Exercise instructions — Retype all of the data. Every line must match exactly.

Dataset entries —

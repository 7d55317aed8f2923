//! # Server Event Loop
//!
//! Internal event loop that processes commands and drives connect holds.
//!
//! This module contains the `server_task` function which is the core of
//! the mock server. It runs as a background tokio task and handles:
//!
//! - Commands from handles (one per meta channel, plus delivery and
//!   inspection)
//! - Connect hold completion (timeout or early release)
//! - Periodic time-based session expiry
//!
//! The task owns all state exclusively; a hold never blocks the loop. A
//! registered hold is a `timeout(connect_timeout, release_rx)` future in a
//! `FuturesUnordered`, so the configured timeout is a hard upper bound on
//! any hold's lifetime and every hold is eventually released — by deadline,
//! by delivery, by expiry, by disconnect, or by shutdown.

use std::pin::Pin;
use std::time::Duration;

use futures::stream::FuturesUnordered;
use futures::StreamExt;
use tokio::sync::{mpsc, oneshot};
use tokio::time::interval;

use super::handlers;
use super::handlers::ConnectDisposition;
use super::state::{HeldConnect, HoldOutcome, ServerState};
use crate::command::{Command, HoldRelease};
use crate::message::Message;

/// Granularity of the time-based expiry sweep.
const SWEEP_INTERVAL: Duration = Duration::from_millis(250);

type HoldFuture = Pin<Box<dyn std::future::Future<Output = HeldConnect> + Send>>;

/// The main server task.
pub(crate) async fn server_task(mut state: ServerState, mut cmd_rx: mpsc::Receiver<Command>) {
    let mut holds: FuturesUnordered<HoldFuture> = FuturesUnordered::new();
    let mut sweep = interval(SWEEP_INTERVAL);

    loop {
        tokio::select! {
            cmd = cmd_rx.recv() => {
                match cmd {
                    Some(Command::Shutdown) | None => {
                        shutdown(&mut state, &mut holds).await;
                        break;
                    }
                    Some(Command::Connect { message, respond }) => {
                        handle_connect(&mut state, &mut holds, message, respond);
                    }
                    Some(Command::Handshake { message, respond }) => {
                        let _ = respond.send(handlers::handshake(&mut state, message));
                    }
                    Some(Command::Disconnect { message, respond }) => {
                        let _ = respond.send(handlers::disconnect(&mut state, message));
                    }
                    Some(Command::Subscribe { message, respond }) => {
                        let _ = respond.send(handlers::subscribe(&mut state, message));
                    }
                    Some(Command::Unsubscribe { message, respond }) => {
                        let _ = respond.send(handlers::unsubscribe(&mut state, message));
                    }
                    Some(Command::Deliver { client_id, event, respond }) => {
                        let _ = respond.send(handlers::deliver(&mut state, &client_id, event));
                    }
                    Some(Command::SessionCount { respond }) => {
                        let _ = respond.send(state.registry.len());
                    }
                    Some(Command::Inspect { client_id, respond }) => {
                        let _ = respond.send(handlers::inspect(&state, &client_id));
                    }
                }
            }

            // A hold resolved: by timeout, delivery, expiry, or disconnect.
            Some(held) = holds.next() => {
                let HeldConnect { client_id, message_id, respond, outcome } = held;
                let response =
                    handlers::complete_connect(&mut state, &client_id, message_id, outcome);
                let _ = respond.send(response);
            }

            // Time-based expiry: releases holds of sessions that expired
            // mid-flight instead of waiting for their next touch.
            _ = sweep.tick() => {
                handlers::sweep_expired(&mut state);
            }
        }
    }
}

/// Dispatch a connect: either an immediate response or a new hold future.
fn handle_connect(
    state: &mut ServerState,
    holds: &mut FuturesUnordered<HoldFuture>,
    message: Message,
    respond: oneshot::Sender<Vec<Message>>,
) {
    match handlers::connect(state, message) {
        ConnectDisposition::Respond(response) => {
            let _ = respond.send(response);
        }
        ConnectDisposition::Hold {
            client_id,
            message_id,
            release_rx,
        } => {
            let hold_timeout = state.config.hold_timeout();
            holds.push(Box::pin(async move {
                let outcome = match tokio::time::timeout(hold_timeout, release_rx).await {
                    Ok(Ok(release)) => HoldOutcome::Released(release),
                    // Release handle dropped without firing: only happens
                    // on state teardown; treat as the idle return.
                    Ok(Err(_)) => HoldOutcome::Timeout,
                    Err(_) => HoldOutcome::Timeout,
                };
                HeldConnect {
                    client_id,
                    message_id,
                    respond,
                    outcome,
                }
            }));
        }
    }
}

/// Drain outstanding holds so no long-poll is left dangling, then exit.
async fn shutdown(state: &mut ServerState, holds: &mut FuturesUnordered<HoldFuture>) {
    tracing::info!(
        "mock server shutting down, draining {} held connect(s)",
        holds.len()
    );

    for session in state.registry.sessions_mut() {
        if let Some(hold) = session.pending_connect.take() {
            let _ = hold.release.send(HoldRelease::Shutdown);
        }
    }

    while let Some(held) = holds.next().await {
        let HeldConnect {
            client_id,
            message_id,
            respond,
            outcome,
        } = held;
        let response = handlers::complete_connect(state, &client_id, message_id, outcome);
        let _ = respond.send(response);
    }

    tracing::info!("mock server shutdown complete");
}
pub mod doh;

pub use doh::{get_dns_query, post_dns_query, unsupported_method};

Solution for this task —
repository 7d55317aed8f2923
//! # Server Event Loop
//!
//! Internal event loop that processes commands and drives connect holds.
//!
//! This module contains the `server_task` function which is the core of
//! the mock server. It runs as a background tokio task and handles:
//!
//! - Commands from handles (one per meta channel, plus delivery and
//!   inspection)
//! - Connect hold completion (timeout or early release)
//! - Periodic time-based session expiry
//!
//! The task owns all state exclusively; a hold never blocks the loop. A
//! registered hold is a `timeout(connect_timeout, release_rx)` future in a
//! `FuturesUnordered`, so the configured timeout is a hard upper bound on
//! any hold's lifetime and every hold is eventually released — by deadline,
//! by delivery, by expiry, by disconnect, or by shutdown.

use std::pin::Pin;
use std::time::Duration;

use futures::stream::FuturesUnordered;
use futures::StreamExt;
use tokio::sync::{mpsc, oneshot};
use tokio::time::interval;

use super::handlers;
use super::handlers::ConnectDisposition;
use super::state::{HeldConnect, HoldOutcome, ServerState};
use crate::command::{Command, HoldRelease};
use crate::message::Message;

/// Granularity of the time-based expiry sweep.
const SWEEP_INTERVAL: Duration = Duration::from_millis(250);

type HoldFuture = Pin<Box<dyn std::future::Future<Output = HeldConnect> + Send>>;

/// The main server task.
pub(crate) async fn server_task(mut state: ServerState, mut cmd_rx: mpsc::Receiver<Command>) {
    let mut holds: FuturesUnordered<HoldFuture> = FuturesUnordered::new();
    let mut sweep = interval(SWEEP_INTERVAL);

    loop {
        tokio::select! {
            cmd = cmd_rx.recv() => {
                match cmd {
                    Some(Command::Shutdown) | None => {
                        shutdown(&mut state, &mut holds).await;
                        break;
                    }
                    Some(Command::Connect { message, respond }) => {
                        handle_connect(&mut state, &mut holds, message, respond);
                    }
                    Some(Command::Handshake { message, respond }) => {
                        let _ = respond.send(handlers::handshake(&mut state, message));
                    }
                    Some(Command::Disconnect { message, respond }) => {
                        let _ = respond.send(handlers::disconnect(&mut state, message));
                    }
                    Some(Command::Subscribe { message, respond }) => {
                        let _ = respond.send(handlers::subscribe(&mut state, message));
                    }
                    Some(Command::Unsubscribe { message, respond }) => {
                        let _ = respond.send(handlers::unsubscribe(&mut state, message));
                    }
                    Some(Command::Deliver { client_id, event, respond }) => {
                        let _ = respond.send(handlers::deliver(&mut state, &client_id, event));
                    }
                    Some(Command::SessionCount { respond }) => {
                        let _ = respond.send(state.registry.len());
                    }
                    Some(Command::Inspect { client_id, respond }) => {
                        let _ = respond.send(handlers::inspect(&state, &client_id));
                    }
                }
            }

            // A hold resolved: by timeout, delivery, expiry, or disconnect.
            Some(held) = holds.next() => {
                let HeldConnect { client_id, message_id, respond, outcome } = held;
                let response =
                    handlers::complete_connect(&mut state, &client_id, message_id, outcome);
                let _ = respond.send(response);
            }

            // Time-based expiry: releases holds of sessions that expired
            // mid-flight instead of waiting for their next touch.
            _ = sweep.tick() => {
                handlers::sweep_expired(&mut state);
            }
        }
    }
}

/// Dispatch a connect: either an immediate response or a new hold future.
fn handle_connect(
    state: &mut ServerState,
    holds: &mut FuturesUnordered<HoldFuture>,
    message: Message,
    respond: oneshot::Sender<Vec<Message>>,
) {
    match handlers::connect(state, message) {
        ConnectDisposition::Respond(response) => {
            let _ = respond.send(response);
        }
        ConnectDisposition::Hold {
            client_id,
            message_id,
            release_rx,
        } => {
            let hold_timeout = state.config.hold_timeout();
            holds.push(Box::pin(async move {
                let outcome = match tokio::time::timeout(hold_timeout, release_rx).await {
                    Ok(Ok(release)) => HoldOutcome::Released(release),
                    // Release handle dropped without firing: only happens
                    // on state teardown; treat as the idle return.
                    Ok(Err(_)) => HoldOutcome::Timeout,
                    Err(_) => HoldOutcome::Timeout,
                };
                HeldConnect {
                    client_id,
                    message_id,
                    respond,
                    outcome,
                }
            }));
        }
    }
}

/// Drain outstanding holds so no long-poll is left dangling, then exit.
async fn shutdown(state: &mut ServerState, holds: &mut FuturesUnordered<HoldFuture>) {
    tracing::info!(
        "mock server shutting down, draining {} held connect(s)",
        holds.len()
    );

    for session in state.registry.sessions_mut() {
        if let Some(hold) = session.pending_connect.take() {
            let _ = hold.release.send(HoldRelease::Shutdown);
        }
    }

    while let Some(held) = holds.next().await {
        let HeldConnect {
            client_id,
            message_id,
            respond,
            outcome,
        } = held;
        let response = handlers::complete_connect(state, &client_id, message_id, outcome);
        let _ = respond.send(response);
    }

    tracing::info!("mock server shutdown complete");
}
pub mod doh;

pub use doh::{get_dns_query, post_dns_query, unsupported_method};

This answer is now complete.